Yep- what Hazel said. Just mix them in with your other oils. Although some books and online tutorials espouse the theory that adding certain oils at trace will ensure that those oils will remain intact (unsaponified) as superfatting oils, it's been shown through experimentation in the lab that the theory is just another myth in a long line of other soaping myths. Dr. Kevin Dunn debunked the myth in his book, Scientific Soapmaking. Here's a link to his experiments and results: 

http://cavemanchemistry.com/LyeDiscount-Dunn.pdf


IrishLass


----------



## Jezzy (May 19, 2012)

I wouldn"t add jojoba either WAY to expensive.


----------



## Hazel (May 19, 2012)

SubLowe said:
			
		

> from reading about jojoba oil it says, it is highly resistant to rancidity, so i was thinking about adding it in with an oil that is prone to rancidity hoping it would it count contract and balance. if that makes any sense. i would only be using it at 3% of oils.



Yes, it's resistant to rancidity because it's not really an oil, it's a liquid wax.

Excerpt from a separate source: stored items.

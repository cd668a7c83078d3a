//! String, escape, and long-string consumers.

use tarn_core::Value;

use crate::error::ParseErrorKind;
use crate::parser::{Consumer, LongPhase, Parser};

impl Parser {
    /// Plain string bodies. Source newlines are stripped, escapes spawn a
    /// sub-frame, and the closing quote finalizes into a string or buffer.
    pub(crate) fn string_byte(&mut self, byte: u8, buffer: bool) -> bool {
        match byte {
            b'"' => {
                let frame = self.frames.pop().expect("string frame");
                let value = if buffer {
                    Value::buffer(frame.buf)
                } else {
                    Value::string(frame.buf)
                };
                self.push_value(value);
            }
            b'\\' => self.push_frame(Consumer::Escape { buffer }),
            b'\n' | b'\r' => {}
            _ => {
                if let Some(frame) = self.frames.last_mut() {
                    frame.buf.push(byte);
                }
            }
        }
        true
    }

    /// The byte right after a backslash.
    pub(crate) fn escape_byte(&mut self, byte: u8, buffer: bool) -> bool {
        let decoded = match byte {
            b'n' => Some(b'\n'),
            b't' => Some(b'\t'),
            b'r' => Some(b'\r'),
            b'0' | b'z' => Some(0),
            b'f' => Some(0x0c),
            b'v' => Some(0x0b),
            b'e' => Some(0x1b),
            b'"' => Some(b'"'),
            b'\\' => Some(b'\\'),
            b'x' => None,
            _ => {
                self.latch(ParseErrorKind::BadEscape);
                return true;
            }
        };
        match decoded {
            Some(b) => {
                self.frames.pop();
                self.append_to_string(b);
            }
            None => {
                if let Some(frame) = self.frames.last_mut() {
                    frame.consumer = Consumer::EscapeHex { buffer, digits: 0, accum: 0 };
                }
            }
        }
        true
    }

    /// The two digits of a `\xHH` escape.
    pub(crate) fn escape_hex_byte(&mut self, byte: u8, buffer: bool, digits: u8, accum: u8) -> bool {
        let d = match byte {
            b'0'..=b'9' => byte - b'0',
            b'a'..=b'f' => byte - b'a' + 10,
            b'A'..=b'F' => byte - b'A' + 10,
            _ => {
                self.latch(ParseErrorKind::BadHexEscape);
                return true;
            }
        };
        let accum = (accum << 4) | d;
        if digits + 1 == 2 {
            self.frames.pop();
            self.append_to_string(accum);
        } else if let Some(frame) = self.frames.last_mut() {
            frame.consumer = Consumer::EscapeHex { buffer, digits: digits + 1, accum };
        }
        true
    }

    /// Long strings: `N` opening backticks delimit; the first run of exactly
    /// `N` backticks closes. Shorter runs are content. A newline immediately
    /// after the opener and one immediately before the closer are stripped.
    pub(crate) fn long_string_byte(
        &mut self,
        byte: u8,
        buffer: bool,
        open: u32,
        phase: LongPhase,
    ) -> bool {
        match phase {
            LongPhase::Opening => {
                if byte == b'`' {
                    self.set_long(buffer, open + 1, LongPhase::Opening);
                    true
                } else {
                    // First content byte; reprocess it in the content phase.
                    self.set_long(buffer, open, LongPhase::Content { lead: true, run: 0 });
                    false
                }
            }
            LongPhase::Content { lead, run } => {
                if byte == b'`' {
                    if run + 1 == open {
                        let mut frame = self.frames.pop().expect("long-string frame");
                        if frame.buf.last() == Some(&b'\n') {
                            frame.buf.pop();
                        }
                        let value = if buffer {
                            Value::buffer(frame.buf)
                        } else {
                            Value::string(frame.buf)
                        };
                        self.push_value(value);
                    } else {
                        self.set_long(buffer, open, LongPhase::Content { lead: false, run: run + 1 });
                    }
                    return true;
                }
                // A run shorter than the delimiter is literal content.
                if run > 0 {
                    if let Some(frame) = self.frames.last_mut() {
                        frame.buf.extend(std::iter::repeat(b'`').take(run as usize));
                    }
                }
                if lead && byte == b'\n' {
                    self.set_long(buffer, open, LongPhase::Content { lead: false, run: 0 });
                    return true;
                }
                if let Some(frame) = self.frames.last_mut() {
                    frame.buf.push(byte);
                    frame.consumer = Consumer::LongString {
                        buffer,
                        open,
                        phase: LongPhase::Content { lead: false, run: 0 },
                    };
                }
                true
            }
        }
    }

    fn set_long(&mut self, buffer: bool, open: u32, phase: LongPhase) {
        if let Some(frame) = self.frames.last_mut() {
            frame.consumer = Consumer::LongString { buffer, open, phase };
        }
    }

    /// Append a decoded escape byte to the enclosing string frame.
    fn append_to_string(&mut self, byte: u8) {
        if let Some(frame) = self.frames.last_mut() {
            frame.buf.push(byte);
        }
    }
}

#[cfg(test)]
mod tests {
    use super::*;
    use crate::parser::Parser;
    use tarn_core::Context;

    fn read_one(source: &str) -> Value {
        let mut p = Parser::new(Context::new().interner());
        p.consume(source.as_bytes());
        p.eof();
        assert_eq!(p.error(), None, "source: {:?}", source);
        p.produce().expect("one value")
    }

    fn read_error(source: &[u8]) -> ParseErrorKind {
        let mut p = Parser::new(Context::new().interner());
        p.consume(source);
        p.eof();
        p.error().expect("an error").kind.clone()
    }

    #[test]
    fn plain_strings() {
        assert_eq!(read_one("\"hello\""), Value::string("hello"));
        assert_eq!(read_one("\"\""), Value::string(""));
    }

    #[test]
    fn escapes() {
        assert_eq!(read_one(r#""a\nb""#), Value::string("a\nb"));
        assert_eq!(read_one(r#""\t\r\0\z\f\v\e""#), Value::string(b"\t\r\0\0\x0c\x0b\x1b"));
        assert_eq!(read_one(r#""\"\\""#), Value::string(b"\"\\"));
        assert_eq!(read_one(r#""\x41\x6a""#), Value::string("Aj"));
        assert_eq!(read_one(r#""\xFF""#), Value::string(b"\xff"));
    }

    #[test]
    fn stray_escape_is_an_error() {
        assert_eq!(read_error(br#""\q""#), ParseErrorKind::BadEscape);
        assert_eq!(read_error(br#""\xg0""#), ParseErrorKind::BadHexEscape);
    }

    #[test]
    fn source_newlines_are_stripped_in_plain_strings() {
        assert_eq!(read_one("\"ab\ncd\""), Value::string("abcd"));
        assert_eq!(read_one("\"ab\r\ncd\""), Value::string("abcd"));
    }

    #[test]
    fn buffers() {
        match read_one("@\"bytes\"") {
            Value::Buffer(b) => assert_eq!(*b.borrow(), b"bytes".to_vec()),
            other => panic!("expected buffer, got {}", other),
        }
    }

    #[test]
    fn long_strings_single_delimiter() {
        assert_eq!(read_one("`hello`"), Value::string("hello"));
        // Plain-string escapes are inert inside long strings.
        assert_eq!(read_one(r"`a\nb`"), Value::string(b"a\\nb"));
    }

    #[test]
    fn long_strings_preserve_shorter_runs() {
        // Only the triple run terminates; single backticks are content.
        assert_eq!(read_one("```abc`def```"), Value::string("abc`def"));
        assert_eq!(read_one("``a`b``"), Value::string("a`b"));
    }

    #[test]
    fn long_string_newline_stripping() {
        assert_eq!(read_one("`\nabc\n`"), Value::string("abc"));
        assert_eq!(read_one("`abc\ndef`"), Value::string("abc\ndef"));
        // Only one leading and one trailing newline are stripped.
        assert_eq!(read_one("`\n\nabc\n\n`"), Value::string("\nabc\n"));
    }

    #[test]
    fn long_buffers() {
        match read_one("@`raw`") {
            Value::Buffer(b) => assert_eq!(*b.borrow(), b"raw".to_vec()),
            other => panic!("expected buffer, got {}", other),
        }
    }

    #[test]
    fn unterminated_string_is_eof_error() {
        assert_eq!(read_error(b"\"abc"), ParseErrorKind::UnexpectedEof);
        assert_eq!(read_error(b"`abc"), ParseErrorKind::UnexpectedEof);
    }

    #[test]
    fn strings_may_contain_delimiters() {
        assert_eq!(read_one("\"())]{\""), Value::string("())]{"));
    }
}
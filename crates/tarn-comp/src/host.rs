//! The seam between the compiler and the interpreter.
//!
//! Macro expansion is the only point where compilation hands control to
//! running code. The compiler does not own an interpreter; it calls through
//! this trait, and whoever embeds the compiler decides what "calling a
//! function" means.

use tarn_core::Value;

/// Failure signaled by a macro invocation.
#[derive(Debug, Clone)]
pub struct MacroError {
    pub message: String,
    /// The fiber the macro ran on, carrying its traceback.
    pub fiber: Option<Value>,
}

impl MacroError {
    pub fn new(message: impl Into<String>) -> Self {
        Self {
            message: message.into(),
            fiber: None,
        }
    }

    pub fn with_fiber(mut self, fiber: Value) -> Self {
        self.fiber = Some(fiber);
        self
    }
}

/// Something that can invoke a callable value with arguments.
///
/// The interpreter implements this for real; tests and VM-less embeddings
/// can use [`NullHost`] or a closure.
pub trait MacroHost {
    fn call(&mut self, function: &Value, args: &[Value]) -> Result<Value, MacroError>;
}

/// Rejects every macro call. For embeddings that compile pure data and code
/// without user macros.
#[derive(Debug, Default, Clone, Copy)]
pub struct NullHost;

impl MacroHost for NullHost {
    fn call(&mut self, _function: &Value, _args: &[Value]) -> Result<Value, MacroError> {
        Err(MacroError::new("no macro host installed"))
    }
}

/// Adapter turning a closure into a host; handy for tests and small
/// embeddings.
pub struct FnHost<F>(pub F);

impl<F> MacroHost for FnHost<F>
where
    F: FnMut(&Value, &[Value]) -> Result<Value, MacroError>,
{
    fn call(&mut self, function: &Value, args: &[Value]) -> Result<Value, MacroError> {
        (self.0)(function, args)
    }
}
//! End-to-end compilation scenarios.

use std::rc::Rc;

use tarn_comp::{compile, CompileError, Compiler, Environment, FnHost, MacroError, NullHost};
use tarn_core::{CFunction, Context, Fiber, FuncDef, Opcode, Value};
use tarn_read::read_all;

fn read_one(ctx: &Context, source: &str) -> Value {
    let mut values = read_all(ctx.interner(), source.as_bytes()).unwrap();
    assert_eq!(values.len(), 1, "expected one form in {:?}", source);
    values.remove(0)
}

fn cfun(name: &'static str) -> Value {
    fn stub(_args: &[Value]) -> Result<Value, String> {
        Err("compile-time stub".to_string())
    }
    Value::CFunction(Rc::new(CFunction { name, fun: stub }))
}

fn opcodes(def: &FuncDef) -> Vec<Opcode> {
    def.bytecode().iter().map(|i| i.opcode().unwrap()).collect()
}

#[test]
fn call_with_env_def_compiles_to_push_and_tailcall() {
    let ctx = Context::new();
    let mut env = Environment::new();
    let plus = cfun("+");
    env.def(ctx.symbol("+"), plus.clone());

    let form = read_one(&ctx, "(+ 1 2)");
    let def = compile(&form, &env, Some("test"), &mut NullHost).unwrap();

    assert_eq!(def.constants(), &[plus]);
    assert_eq!(
        opcodes(&def),
        vec![
            Opcode::LoadConstant,
            Opcode::LoadInteger,
            Opcode::LoadInteger,
            Opcode::Push2,
            Opcode::TailCall,
        ]
    );
    let code = def.bytecode();
    assert_eq!(code[0].field_a(), 0); // callee in r0
    assert_eq!(code[1].field_s(), 1);
    assert_eq!(code[2].field_s(), 2);
    assert_eq!((code[3].field_a(), code[3].field_b()), (1, 2));
    assert_eq!(code[4].field_a(), 0);
    assert_eq!(def.source(), Some("test"));
}

#[test]
fn nested_fn_captures_one_upvalue_per_hop() {
    let ctx = Context::new();
    let mut env = Environment::new();
    env.def(ctx.symbol("+"), cfun("+"));

    let form = read_one(&ctx, "(fn [x] (fn [y] (+ x y)))");
    let top = compile(&form, &env, None, &mut NullHost).unwrap();

    let outer = &top.defs()[0];
    assert!(outer.needs_env(), "outer frame is captured");
    assert_eq!(outer.arity(), 1);

    let inner = &outer.defs()[0];
    assert_eq!(inner.environments(), &[-1]);
    assert_eq!(inner.arity(), 1);
    // x lives in the outer function's register 0.
    let load = inner
        .bytecode()
        .iter()
        .find(|i| i.opcode() == Some(Opcode::LoadUpvalue))
        .expect("inner loads an upvalue");
    assert_eq!((load.field_b(), load.field_c()), (0, 0));
}
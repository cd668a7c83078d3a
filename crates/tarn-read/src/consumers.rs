//! Byte dispatch for the root, container, at-sign, and comment consumers.

use std::cell::RefCell;
use std::rc::Rc;

use tarn_core::{Struct, Table, Tuple, Value};

use crate::error::ParseErrorKind;
use crate::parser::{Consumer, ContainerKind, LongPhase, MacroTag, Parser};

/// The symbol-character class: ASCII alphanumerics, the punctuation set
/// `!$&*+-./:<=>@\^_~|`, and every byte >= 0x80 (tentatively UTF-8).
pub(crate) fn is_symbol_char(b: u8) -> bool {
    b >= 0x80
        || b.is_ascii_alphanumeric()
        || matches!(
            b,
            b'!' | b'$'
                | b'&'
                | b'*'
                | b'+'
                | b'-'
                | b'.'
                | b'/'
                | b':'
                | b'<'
                | b'='
                | b'>'
                | b'@'
                | b'\\'
                | b'^'
                | b'_'
                | b'~'
                | b'|'
        )
}

pub(crate) fn is_whitespace(b: u8) -> bool {
    matches!(b, b' ' | b'\t' | b'\n' | b'\r' | 0 | 0x0b | 0x0c)
}

impl Parser {
    /// Give the byte to the innermost frame. Returns true when consumed;
    /// false bounces the byte back up for the parent to reprocess.
    pub(crate) fn dispatch(&mut self, byte: u8) -> bool {
        let consumer = self.frames.last().expect("parse stack underflow").consumer.clone();
        match consumer {
            Consumer::Root | Consumer::Container { .. } | Consumer::ReaderMacro { .. } => {
                self.root_byte(byte)
            }
            Consumer::Token { .. } => self.token_byte(byte),
            Consumer::String { buffer } => self.string_byte(byte, buffer),
            Consumer::Escape { buffer } => self.escape_byte(byte, buffer),
            Consumer::EscapeHex { buffer, digits, accum } => {
                self.escape_hex_byte(byte, buffer, digits, accum)
            }
            Consumer::LongString { buffer, open, phase } => {
                self.long_string_byte(byte, buffer, open, phase)
            }
            Consumer::Comment => {
                if byte == b'\n' {
                    self.frames.pop();
                }
                true
            }
            Consumer::AtSign => self.at_sign_byte(byte),
        }
    }

    /// The root consumer: whitespace, openers, closers, reader macros, and
    /// token starts. Containers and reader macros read values through the
    /// same rules.
    fn root_byte(&mut self, byte: u8) -> bool {
        match byte {
            b if is_whitespace(b) => {}
            b'\'' => self.push_frame(Consumer::ReaderMacro { tag: MacroTag::Quote }),
            b',' => self.push_frame(Consumer::ReaderMacro { tag: MacroTag::Unquote }),
            b';' => self.push_frame(Consumer::ReaderMacro { tag: MacroTag::Splice }),
            b'~' => self.push_frame(Consumer::ReaderMacro { tag: MacroTag::QuasiQuote }),
            b'|' => self.push_frame(Consumer::ReaderMacro { tag: MacroTag::ShortFn }),
            b'"' => self.push_frame(Consumer::String { buffer: false }),
            b'`' => self.push_frame(Consumer::LongString {
                buffer: false,
                open: 1,
                phase: LongPhase::Opening,
            }),
            b'#' => self.push_frame(Consumer::Comment),
            b'@' => self.push_frame(Consumer::AtSign),
            b'(' => self.push_frame(Consumer::Container { kind: ContainerKind::Tuple }),
            b'[' => self.push_frame(Consumer::Container { kind: ContainerKind::BracketTuple }),
            b'{' => self.push_frame(Consumer::Container { kind: ContainerKind::Struct }),
            b')' | b']' | b'}' => self.close_container(byte),
            b if is_symbol_char(b) => {
                self.push_frame(Consumer::Token { seen_high: b >= 0x80 });
                if let Some(frame) = self.frames.last_mut() {
                    frame.buf.push(b);
                }
            }
            _ => self.latch(ParseErrorKind::UnexpectedCharacter),
        }
        true
    }

    /// The at-sign consumer decides what `@` introduces from the next byte.
    fn at_sign_byte(&mut self, byte: u8) -> bool {
        let replacement = match byte {
            b'{' => Some(Consumer::Container { kind: ContainerKind::Table }),
            b'(' => Some(Consumer::Container { kind: ContainerKind::Array }),
            b'[' => Some(Consumer::Container { kind: ContainerKind::BracketArray }),
            b'"' => Some(Consumer::String { buffer: true }),
            b'`' => Some(Consumer::LongString {
                buffer: true,
                open: 1,
                phase: LongPhase::Opening,
            }),
            _ => None,
        };
        if let Some(consumer) = replacement {
            if let Some(frame) = self.frames.last_mut() {
                frame.consumer = consumer;
            }
            return true;
        }
        if is_symbol_char(byte) {
            // A token beginning with `@`.
            if let Some(frame) = self.frames.last_mut() {
                frame.consumer = Consumer::Token { seen_high: byte >= 0x80 };
                frame.buf.push(b'@');
                frame.buf.push(byte);
            }
            return true;
        }
        // Bare `@`: classify as a one-character token and let the parent
        // reprocess the terminator.
        if let Some(frame) = self.frames.last_mut() {
            frame.consumer = Consumer::Token { seen_high: false };
            frame.buf.push(b'@');
        }
        false
    }

    /// Close the innermost container, or report a mismatch.
    fn close_container(&mut self, closer: u8) {
        let matches_kind = match self.frames.last().map(|f| &f.consumer) {
            Some(Consumer::Container { kind }) => kind.closer() == closer,
            _ => false,
        };
        if !matches_kind {
            self.latch(ParseErrorKind::MismatchedDelimiter);
            return;
        }
        let frame = self.frames.pop().expect("container frame");
        let kind = match frame.consumer {
            Consumer::Container { kind } => kind,
            _ => unreachable!(),
        };
        let (line, column) = (frame.line as i32, frame.column as i32);
        let value = match kind {
            ContainerKind::Tuple | ContainerKind::BracketTuple => {
                Value::Tuple(Rc::new(Tuple::with_location(frame.args, line, column)))
            }
            ContainerKind::Array | ContainerKind::BracketArray => Value::array(frame.args),
            ContainerKind::Struct => {
                if frame.args.len() % 2 != 0 {
                    self.latch(ParseErrorKind::OddStructArity);
                    return;
                }
                let pairs = pair_up(frame.args);
                Value::Struct(Rc::new(Struct::with_location(pairs, line, column)))
            }
            ContainerKind::Table => {
                if frame.args.len() % 2 != 0 {
                    self.latch(ParseErrorKind::OddStructArity);
                    return;
                }
                let mut table = Table::new();
                for (k, v) in pair_up(frame.args) {
                    table.put(k, v);
                }
                Value::Table(Rc::new(RefCell::new(table)))
            }
        };
        self.push_value(value);
    }
}

fn pair_up(args: Vec<Value>) -> Vec<(Value, Value)> {
    let mut pairs = Vec::with_capacity(args.len() / 2);
    let mut iter = args.into_iter();
    while let (Some(k), Some(v)) = (iter.next(), iter.next()) {
        pairs.push((k, v));
    }
    pairs
}

#[cfg(test)]
mod tests {
    use super::*;
    use crate::parser::ParserStatus;
    use tarn_core::Context;

    fn read_one(source: &str) -> Value {
        let mut p = Parser::new(Context::new().interner());
        p.consume(source.as_bytes());
        p.eof();
        assert_eq!(p.error(), None, "source: {:?}", source);
        p.produce().expect("one value")
    }

    fn read_error(source: &str) -> ParseErrorKind {
        let mut p = Parser::new(Context::new().interner());
        p.consume(source.as_bytes());
        p.eof();
        p.error().expect("an error").kind.clone()
    }

    #[test]
    fn empty_tuple_and_nesting() {
        assert_eq!(read_one("()"), Value::tuple(vec![]));
        assert_eq!(
            read_one("(1 (2) 3)"),
            Value::tuple(vec![
                Value::Integer(1),
                Value::tuple(vec![Value::Integer(2)]),
                Value::Integer(3),
            ])
        );
    }

    #[test]
    fn brackets_read_as_tuples() {
        assert_eq!(read_one("[1 2]"), Value::tuple(vec![Value::Integer(1), Value::Integer(2)]));
    }

    #[test]
    fn at_forms_build_mutable_containers() {
        match read_one("@[1 2]") {
            Value::Array(a) => assert_eq!(*a.borrow(), vec![Value::Integer(1), Value::Integer(2)]),
            other => panic!("expected array, got {}", other),
        }
        match read_one("@(1)") {
            Value::Array(a) => assert_eq!(*a.borrow(), vec![Value::Integer(1)]),
            other => panic!("expected array, got {}", other),
        }
    }

    #[test]
    fn table_literal_has_two_entries() {
        // The mutable table scenario from the contract.
        match read_one("@{:a 1 :b 2}") {
            Value::Table(t) => {
                let t = t.borrow();
                assert_eq!(t.len(), 2);
                let mut rendered: Vec<String> =
                    t.iter().map(|(k, v)| format!("{} {}", k, v)).collect();
                rendered.sort();
                assert_eq!(rendered, vec![":a 1", ":b 2"]);
            }
            other => panic!("expected table, got {}", other),
        }
    }

    #[test]
    fn struct_literal() {
        match read_one("{:a 1}") {
            Value::Struct(s) => assert_eq!(s.len(), 1),
            other => panic!("expected struct, got {}", other),
        }
    }

    #[test]
    fn odd_curly_arity_is_an_error() {
        assert_eq!(read_error("{:a}"), ParseErrorKind::OddStructArity);
        assert_eq!(read_error("@{:a 1 :b}"), ParseErrorKind::OddStructArity);
    }

    #[test]
    fn mismatched_delimiter_reports_closer_position() {
        let mut p = Parser::new(Context::new().interner());
        p.consume(b"(foo]");
        assert_eq!(p.status(), ParserStatus::Error);
        let err = p.error().unwrap();
        assert_eq!(err.kind, ParseErrorKind::MismatchedDelimiter);
        assert_eq!((err.line, err.column), (1, 5));
    }

    #[test]
    fn reader_macros_wrap_the_next_value() {
        assert_eq!(read_one("'x").to_string(), "(quote x)");
        assert_eq!(read_one(",x").to_string(), "(unquote x)");
        assert_eq!(read_one(";x").to_string(), "(splice x)");
        assert_eq!(read_one("~x").to_string(), "(quasiquote x)");
        assert_eq!(read_one("|(+ 1)").to_string(), "(short-fn (+ 1))");
        assert_eq!(read_one("''x").to_string(), "(quote (quote x))");
    }

    #[test]
    fn comments_run_to_end_of_line() {
        assert_eq!(read_one("# comment\n42"), Value::Integer(42));
        let mut p = Parser::new(Context::new().interner());
        p.consume(b"# only a comment");
        p.eof();
        assert_eq!(p.error(), None);
        assert!(!p.has_more());
    }

    #[test]
    fn tuples_are_stamped_with_their_opening_position() {
        let mut p = Parser::new(Context::new().interner());
        p.consume(b"\n  (1)");
        p.eof();
        match p.produce().unwrap() {
            Value::Tuple(t) => {
                assert_eq!(t.line(), 2);
                assert_eq!(t.column(), 3);
            }
            other => panic!("expected tuple, got {}", other),
        }
    }

    #[test]
    fn bare_at_reads_as_symbol() {
        assert_eq!(read_one("@").to_string(), "@");
        assert_eq!(read_one("@foo").to_string(), "@foo");
    }

    #[test]
    fn unexpected_character_is_an_error() {
        assert_eq!(read_error("%"), ParseErrorKind::UnexpectedCharacter);
    }

    #[test]
    fn state_reports_open_frames() {
        let mut p = Parser::new(Context::new().interner());
        p.consume(b"(1 @{");
        let delims = p.state(Some("delimiters"));
        assert_eq!(delims, Value::string("({"));
        match p.state(Some("frames")) {
            Value::Array(frames) => assert_eq!(frames.borrow().len(), 3),
            other => panic!("expected array, got {}", other),
        }
    }
}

But there are many other oils that are slow to go rancid plus the saponification process will also help retard rancidity. If you're concerned about oil shelf life, you can always add .5% tocopherol (Vitamin E) when you open liquid oils. Someone (I don't remember who) did an experiment and found Vitamin E did help extend shelf life.

Also, a properly saponified batch should be resistant to rancidity. Hence, the popularity of Castile and many people won't use it until it's cured for at least a year.  You're still going to have some unsaponified oil in your batch but a properly made soap should last for years with developing DOS.

What qualities do you want in your soap? If you'd like to post your recipe, we can help you tweak it and make recommendations for oil substitution.


----------



## green soap (May 19, 2012)

My last purchase of jojoba oil was rationed and it seems there is a world shortage.  It is a rather precious oil at the moment, best used in lotions and other leave-on products.

The only way I would add jojoba to soap is after complete saponification in an HP soap.  This way the jojoba remains unsaponified and the good for your skin waxes are added to the superfat.  Having said that, jojoba has a lot of unsaponifiables, so maybe this would happen either way (CP or HP).


----------



## sudbubblez (May 19, 2012)

Jojoba does not saponify for the most part.  In fact, if you make a single oil soap with jojoba you will wonder what went wrong as only a fraction of it will turn to soap.  Mix it with the base oils.  Incorporating it after saponification would be a fruitless task because its highly unsaponifiable anyways... although very effective if you want all of it unsaponified in the finished product.  Adding at trace is no different than adding to the base oils because there is still active lye at trace and it the lye will take whatever it touches.

If used in too high of percentage it might make your soap feel oily when using it.  I used it at 10% in one recipe and the bars themselves feel oily but my skin feels great after using it.

Here is a blog post about a single oil jojoba experiment:
http://blog.thesage.com/2012/04/09/sing ... ojoba-oil/


----------



## my2scents (May 20, 2012)

I add 1TBS golden Jojoba & Avacado per oz @ trace, I know its expensive but I LOVE the way it makes my soap feel!


----------